Data to use =

┄┄┄┄┄┄┄┄┄┄┄┄┄┄┄┄┄┄┄┄

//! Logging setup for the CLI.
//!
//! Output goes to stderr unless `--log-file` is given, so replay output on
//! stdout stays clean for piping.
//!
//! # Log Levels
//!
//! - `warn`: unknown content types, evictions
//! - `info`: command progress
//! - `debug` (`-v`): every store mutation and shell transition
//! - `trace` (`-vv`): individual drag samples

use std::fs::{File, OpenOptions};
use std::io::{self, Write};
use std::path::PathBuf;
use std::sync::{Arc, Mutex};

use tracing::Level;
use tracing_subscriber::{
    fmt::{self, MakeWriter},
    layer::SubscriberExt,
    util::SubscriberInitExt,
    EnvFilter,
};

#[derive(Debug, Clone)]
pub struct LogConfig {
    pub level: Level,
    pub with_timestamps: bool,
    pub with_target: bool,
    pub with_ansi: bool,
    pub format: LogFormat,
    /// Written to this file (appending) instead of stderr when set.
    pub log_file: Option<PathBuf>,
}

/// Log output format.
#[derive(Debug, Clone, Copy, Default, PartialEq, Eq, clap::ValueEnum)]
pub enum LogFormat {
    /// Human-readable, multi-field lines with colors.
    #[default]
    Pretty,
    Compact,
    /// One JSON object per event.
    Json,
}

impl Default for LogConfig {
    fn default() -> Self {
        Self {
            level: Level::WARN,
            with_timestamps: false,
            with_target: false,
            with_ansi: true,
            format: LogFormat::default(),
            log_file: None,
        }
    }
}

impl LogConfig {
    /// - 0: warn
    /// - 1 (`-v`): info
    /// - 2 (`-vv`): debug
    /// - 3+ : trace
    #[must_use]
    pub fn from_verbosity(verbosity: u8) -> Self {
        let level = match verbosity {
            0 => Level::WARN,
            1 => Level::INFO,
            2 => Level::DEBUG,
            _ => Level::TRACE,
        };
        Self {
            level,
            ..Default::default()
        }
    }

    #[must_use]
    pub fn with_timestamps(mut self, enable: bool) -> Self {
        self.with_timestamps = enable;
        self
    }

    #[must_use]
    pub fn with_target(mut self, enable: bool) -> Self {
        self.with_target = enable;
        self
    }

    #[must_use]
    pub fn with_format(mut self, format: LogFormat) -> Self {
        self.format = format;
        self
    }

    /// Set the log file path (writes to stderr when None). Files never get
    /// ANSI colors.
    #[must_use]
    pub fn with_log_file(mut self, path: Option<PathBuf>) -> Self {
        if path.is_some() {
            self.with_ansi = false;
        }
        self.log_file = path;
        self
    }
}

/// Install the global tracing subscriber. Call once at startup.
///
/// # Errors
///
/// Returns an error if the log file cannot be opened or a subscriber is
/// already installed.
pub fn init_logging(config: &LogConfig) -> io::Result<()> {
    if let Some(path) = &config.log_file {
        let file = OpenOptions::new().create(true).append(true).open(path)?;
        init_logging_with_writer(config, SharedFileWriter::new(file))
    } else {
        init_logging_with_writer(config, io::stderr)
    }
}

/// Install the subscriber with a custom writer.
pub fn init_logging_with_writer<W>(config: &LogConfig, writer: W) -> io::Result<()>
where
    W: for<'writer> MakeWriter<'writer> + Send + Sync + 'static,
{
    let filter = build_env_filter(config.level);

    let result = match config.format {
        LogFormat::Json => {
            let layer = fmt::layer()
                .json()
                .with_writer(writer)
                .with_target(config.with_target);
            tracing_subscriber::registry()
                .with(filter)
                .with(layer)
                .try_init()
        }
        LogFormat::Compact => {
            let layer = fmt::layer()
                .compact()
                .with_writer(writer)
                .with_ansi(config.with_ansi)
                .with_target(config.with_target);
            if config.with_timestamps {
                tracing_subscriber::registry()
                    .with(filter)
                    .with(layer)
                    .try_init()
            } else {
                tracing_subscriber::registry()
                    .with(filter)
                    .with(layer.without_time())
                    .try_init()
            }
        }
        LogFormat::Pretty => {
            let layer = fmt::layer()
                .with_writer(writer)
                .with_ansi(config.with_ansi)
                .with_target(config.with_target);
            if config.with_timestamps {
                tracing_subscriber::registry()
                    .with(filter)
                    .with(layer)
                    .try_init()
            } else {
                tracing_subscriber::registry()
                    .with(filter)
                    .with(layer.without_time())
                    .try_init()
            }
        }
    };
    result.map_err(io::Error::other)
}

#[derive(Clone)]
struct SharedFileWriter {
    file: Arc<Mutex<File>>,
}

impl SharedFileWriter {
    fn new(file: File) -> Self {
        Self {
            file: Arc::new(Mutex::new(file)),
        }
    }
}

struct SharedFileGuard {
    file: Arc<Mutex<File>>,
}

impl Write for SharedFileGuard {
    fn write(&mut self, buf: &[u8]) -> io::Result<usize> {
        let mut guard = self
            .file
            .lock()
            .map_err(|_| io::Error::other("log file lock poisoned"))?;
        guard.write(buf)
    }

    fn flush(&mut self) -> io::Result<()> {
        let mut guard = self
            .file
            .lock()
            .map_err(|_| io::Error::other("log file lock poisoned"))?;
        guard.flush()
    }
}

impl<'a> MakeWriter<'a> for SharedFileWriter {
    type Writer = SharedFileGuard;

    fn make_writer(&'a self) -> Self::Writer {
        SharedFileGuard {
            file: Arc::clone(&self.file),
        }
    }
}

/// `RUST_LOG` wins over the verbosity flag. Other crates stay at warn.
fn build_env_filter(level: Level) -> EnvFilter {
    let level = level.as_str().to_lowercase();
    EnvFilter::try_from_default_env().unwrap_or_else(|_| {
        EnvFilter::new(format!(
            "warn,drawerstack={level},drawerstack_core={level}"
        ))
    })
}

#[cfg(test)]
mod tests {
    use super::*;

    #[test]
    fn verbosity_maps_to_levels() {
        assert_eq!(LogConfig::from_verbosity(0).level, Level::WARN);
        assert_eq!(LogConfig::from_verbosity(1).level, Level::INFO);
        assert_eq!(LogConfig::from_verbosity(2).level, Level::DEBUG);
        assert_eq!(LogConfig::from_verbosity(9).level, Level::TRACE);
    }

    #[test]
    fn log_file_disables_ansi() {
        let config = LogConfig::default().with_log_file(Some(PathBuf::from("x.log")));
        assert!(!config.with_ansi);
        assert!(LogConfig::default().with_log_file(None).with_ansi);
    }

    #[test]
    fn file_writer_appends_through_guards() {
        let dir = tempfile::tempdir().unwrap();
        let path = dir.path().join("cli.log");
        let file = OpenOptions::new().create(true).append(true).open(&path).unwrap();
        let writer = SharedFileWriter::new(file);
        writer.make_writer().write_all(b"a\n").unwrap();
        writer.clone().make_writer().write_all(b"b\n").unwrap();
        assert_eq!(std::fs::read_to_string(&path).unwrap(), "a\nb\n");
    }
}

┄┄┄┄┄┄┄┄┄┄┄┄┄┄┄┄┄┄┄┄

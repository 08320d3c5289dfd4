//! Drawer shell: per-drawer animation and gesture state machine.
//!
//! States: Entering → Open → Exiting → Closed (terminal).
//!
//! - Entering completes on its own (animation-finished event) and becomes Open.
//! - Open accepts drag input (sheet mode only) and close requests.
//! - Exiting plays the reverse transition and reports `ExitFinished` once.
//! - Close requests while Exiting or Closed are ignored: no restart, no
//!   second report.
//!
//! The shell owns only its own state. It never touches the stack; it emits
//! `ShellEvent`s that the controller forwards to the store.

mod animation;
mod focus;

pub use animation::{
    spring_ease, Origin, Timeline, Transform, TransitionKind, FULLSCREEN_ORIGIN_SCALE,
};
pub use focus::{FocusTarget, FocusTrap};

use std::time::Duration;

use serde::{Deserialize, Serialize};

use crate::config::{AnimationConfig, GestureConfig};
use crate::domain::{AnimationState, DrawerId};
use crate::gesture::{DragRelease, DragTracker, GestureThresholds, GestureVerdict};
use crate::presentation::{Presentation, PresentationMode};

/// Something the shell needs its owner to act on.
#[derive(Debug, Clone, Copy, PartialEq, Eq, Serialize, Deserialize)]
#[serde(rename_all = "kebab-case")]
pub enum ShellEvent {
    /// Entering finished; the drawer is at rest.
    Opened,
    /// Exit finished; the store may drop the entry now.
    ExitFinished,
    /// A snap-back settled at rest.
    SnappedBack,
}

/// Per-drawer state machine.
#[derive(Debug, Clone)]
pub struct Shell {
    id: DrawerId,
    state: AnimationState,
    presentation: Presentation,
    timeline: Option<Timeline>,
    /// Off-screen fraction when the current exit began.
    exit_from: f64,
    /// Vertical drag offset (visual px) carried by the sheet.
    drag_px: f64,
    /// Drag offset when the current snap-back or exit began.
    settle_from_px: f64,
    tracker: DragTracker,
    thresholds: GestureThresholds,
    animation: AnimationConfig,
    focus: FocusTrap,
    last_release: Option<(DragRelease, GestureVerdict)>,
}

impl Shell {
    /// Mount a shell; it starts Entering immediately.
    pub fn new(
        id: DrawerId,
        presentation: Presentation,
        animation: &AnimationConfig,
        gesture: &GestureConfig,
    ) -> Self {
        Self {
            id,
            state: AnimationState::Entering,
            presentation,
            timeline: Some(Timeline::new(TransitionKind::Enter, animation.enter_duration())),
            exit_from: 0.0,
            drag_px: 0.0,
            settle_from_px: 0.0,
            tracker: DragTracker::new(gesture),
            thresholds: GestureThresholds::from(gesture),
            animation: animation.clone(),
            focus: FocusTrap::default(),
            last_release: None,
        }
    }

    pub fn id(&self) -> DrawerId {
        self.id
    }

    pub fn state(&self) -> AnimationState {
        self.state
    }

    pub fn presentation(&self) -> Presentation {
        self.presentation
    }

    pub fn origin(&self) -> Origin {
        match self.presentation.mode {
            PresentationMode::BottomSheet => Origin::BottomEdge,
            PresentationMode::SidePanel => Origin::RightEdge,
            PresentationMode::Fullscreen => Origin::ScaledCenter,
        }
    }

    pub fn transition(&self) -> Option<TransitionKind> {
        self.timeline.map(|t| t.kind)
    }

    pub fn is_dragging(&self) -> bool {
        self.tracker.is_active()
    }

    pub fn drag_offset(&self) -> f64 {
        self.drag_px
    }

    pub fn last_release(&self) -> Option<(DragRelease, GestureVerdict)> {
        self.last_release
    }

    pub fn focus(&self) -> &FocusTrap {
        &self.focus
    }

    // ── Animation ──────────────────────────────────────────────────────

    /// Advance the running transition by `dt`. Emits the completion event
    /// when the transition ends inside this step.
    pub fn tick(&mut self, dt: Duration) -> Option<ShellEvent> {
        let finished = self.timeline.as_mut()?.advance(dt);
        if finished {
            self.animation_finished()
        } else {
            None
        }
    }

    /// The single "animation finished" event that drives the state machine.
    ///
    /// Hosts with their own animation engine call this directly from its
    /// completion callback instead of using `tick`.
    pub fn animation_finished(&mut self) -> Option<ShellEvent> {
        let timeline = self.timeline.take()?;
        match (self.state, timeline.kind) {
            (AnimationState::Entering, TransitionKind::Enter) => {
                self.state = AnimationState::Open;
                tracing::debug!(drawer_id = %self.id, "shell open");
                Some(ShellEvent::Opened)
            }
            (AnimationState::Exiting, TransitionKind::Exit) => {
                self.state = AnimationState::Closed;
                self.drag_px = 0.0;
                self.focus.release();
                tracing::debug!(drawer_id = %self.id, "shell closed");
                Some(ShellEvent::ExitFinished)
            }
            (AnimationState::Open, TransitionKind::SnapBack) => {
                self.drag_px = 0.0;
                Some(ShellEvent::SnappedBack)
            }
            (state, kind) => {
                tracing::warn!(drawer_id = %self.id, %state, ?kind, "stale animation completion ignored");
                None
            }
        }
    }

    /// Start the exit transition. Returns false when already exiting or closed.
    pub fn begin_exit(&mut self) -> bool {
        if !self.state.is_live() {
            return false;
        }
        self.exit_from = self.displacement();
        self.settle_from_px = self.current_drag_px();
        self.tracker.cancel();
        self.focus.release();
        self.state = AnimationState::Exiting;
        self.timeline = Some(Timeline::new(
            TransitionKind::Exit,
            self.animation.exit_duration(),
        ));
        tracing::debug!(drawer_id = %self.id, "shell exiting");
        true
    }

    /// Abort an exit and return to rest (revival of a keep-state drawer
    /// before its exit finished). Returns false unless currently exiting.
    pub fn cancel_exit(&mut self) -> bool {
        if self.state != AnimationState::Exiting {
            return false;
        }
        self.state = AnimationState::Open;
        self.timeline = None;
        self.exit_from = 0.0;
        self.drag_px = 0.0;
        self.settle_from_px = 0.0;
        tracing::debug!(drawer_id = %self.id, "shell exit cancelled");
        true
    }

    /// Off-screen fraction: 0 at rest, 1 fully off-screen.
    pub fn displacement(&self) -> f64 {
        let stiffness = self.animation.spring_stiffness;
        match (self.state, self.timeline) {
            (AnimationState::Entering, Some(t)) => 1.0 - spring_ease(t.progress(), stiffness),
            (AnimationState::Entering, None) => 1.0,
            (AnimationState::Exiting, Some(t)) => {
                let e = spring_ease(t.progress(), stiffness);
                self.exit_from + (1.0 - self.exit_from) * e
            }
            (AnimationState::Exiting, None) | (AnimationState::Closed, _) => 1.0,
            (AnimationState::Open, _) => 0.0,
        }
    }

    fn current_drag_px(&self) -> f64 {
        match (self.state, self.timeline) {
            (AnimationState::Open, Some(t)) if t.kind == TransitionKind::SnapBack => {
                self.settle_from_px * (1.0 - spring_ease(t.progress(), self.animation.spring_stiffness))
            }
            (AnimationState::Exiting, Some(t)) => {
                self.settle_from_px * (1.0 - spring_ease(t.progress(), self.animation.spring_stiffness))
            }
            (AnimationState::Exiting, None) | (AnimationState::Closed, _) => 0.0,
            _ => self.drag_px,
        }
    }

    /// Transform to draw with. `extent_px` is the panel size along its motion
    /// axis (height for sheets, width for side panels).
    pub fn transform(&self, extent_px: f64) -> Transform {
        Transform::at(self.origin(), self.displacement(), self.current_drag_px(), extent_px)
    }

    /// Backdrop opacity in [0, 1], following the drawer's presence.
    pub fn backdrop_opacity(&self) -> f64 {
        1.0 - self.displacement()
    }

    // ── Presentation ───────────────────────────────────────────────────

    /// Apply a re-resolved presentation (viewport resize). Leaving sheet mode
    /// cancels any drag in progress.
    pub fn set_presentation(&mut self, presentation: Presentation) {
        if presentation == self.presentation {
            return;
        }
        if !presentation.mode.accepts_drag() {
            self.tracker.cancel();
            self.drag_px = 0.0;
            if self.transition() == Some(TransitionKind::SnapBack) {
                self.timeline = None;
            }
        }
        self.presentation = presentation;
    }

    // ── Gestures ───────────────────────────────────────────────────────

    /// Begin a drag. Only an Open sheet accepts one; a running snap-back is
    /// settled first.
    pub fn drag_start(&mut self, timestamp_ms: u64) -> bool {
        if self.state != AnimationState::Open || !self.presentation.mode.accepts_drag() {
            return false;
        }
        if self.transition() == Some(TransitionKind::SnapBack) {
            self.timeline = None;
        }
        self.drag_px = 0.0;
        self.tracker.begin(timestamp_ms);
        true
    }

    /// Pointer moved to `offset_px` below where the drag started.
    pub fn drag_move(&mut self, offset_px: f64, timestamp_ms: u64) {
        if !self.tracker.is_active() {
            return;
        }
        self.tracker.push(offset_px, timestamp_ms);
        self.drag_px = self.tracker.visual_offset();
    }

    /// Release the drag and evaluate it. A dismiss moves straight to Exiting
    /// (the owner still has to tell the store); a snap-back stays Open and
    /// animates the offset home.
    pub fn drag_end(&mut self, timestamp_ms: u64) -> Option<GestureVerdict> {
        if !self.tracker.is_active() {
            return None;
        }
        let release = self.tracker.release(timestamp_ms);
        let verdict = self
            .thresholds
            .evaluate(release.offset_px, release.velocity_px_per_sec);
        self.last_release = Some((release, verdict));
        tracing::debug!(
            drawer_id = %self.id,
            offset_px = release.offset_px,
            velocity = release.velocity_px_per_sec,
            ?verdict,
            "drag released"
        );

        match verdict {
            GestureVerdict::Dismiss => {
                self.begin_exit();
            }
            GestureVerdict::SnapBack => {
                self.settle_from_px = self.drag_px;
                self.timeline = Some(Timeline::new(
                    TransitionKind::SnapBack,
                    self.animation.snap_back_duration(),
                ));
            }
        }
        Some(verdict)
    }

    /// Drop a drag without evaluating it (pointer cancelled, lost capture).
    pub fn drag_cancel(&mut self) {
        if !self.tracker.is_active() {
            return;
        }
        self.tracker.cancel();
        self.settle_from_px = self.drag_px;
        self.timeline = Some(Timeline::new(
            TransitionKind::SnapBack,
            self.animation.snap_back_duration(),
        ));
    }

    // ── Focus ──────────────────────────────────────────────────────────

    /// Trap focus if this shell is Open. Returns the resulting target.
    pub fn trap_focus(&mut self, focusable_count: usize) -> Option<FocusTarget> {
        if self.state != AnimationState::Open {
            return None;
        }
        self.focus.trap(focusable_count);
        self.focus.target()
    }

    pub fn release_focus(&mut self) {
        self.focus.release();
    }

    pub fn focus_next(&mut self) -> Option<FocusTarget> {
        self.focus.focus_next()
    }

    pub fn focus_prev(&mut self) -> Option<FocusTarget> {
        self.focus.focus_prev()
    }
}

┄┄┄┄┄┄┄┄┄┄┄┄┄┄┄┄┄┄┄┄

Task details = Reproduce the entries above exactly, but only the lines between the line holding "for the CLI." and the line holding "stderr when set.", inclusive.

Result of this exercise =
//! Logging setup for the CLI.
//!
//! Output goes to stderr unless `--log-file` is given, so replay output on
//! stdout stays clean for piping.
//!
//! # Log Levels
//!
//! - `warn`: unknown content types, evictions
//! - `info`: command progress
//! - `debug` (`-v`): every store mutation and shell transition
//! - `trace` (`-vv`): individual drag samples

use std::fs::{File, OpenOptions};
use std::io::{self, Write};
use std::path::PathBuf;
use std::sync::{Arc, Mutex};

use tracing::Level;
use tracing_subscriber::{
    fmt::{self, MakeWriter},
    layer::SubscriberExt,
    util::SubscriberInitExt,
    EnvFilter,
};

#[derive(Debug, Clone)]
pub struct LogConfig {
    pub level: Level,
    pub with_timestamps: bool,
    pub with_target: bool,
    pub with_ansi: bool,
    pub format: LogFormat,
    /// Written to this file (appending) instead of stderr when set.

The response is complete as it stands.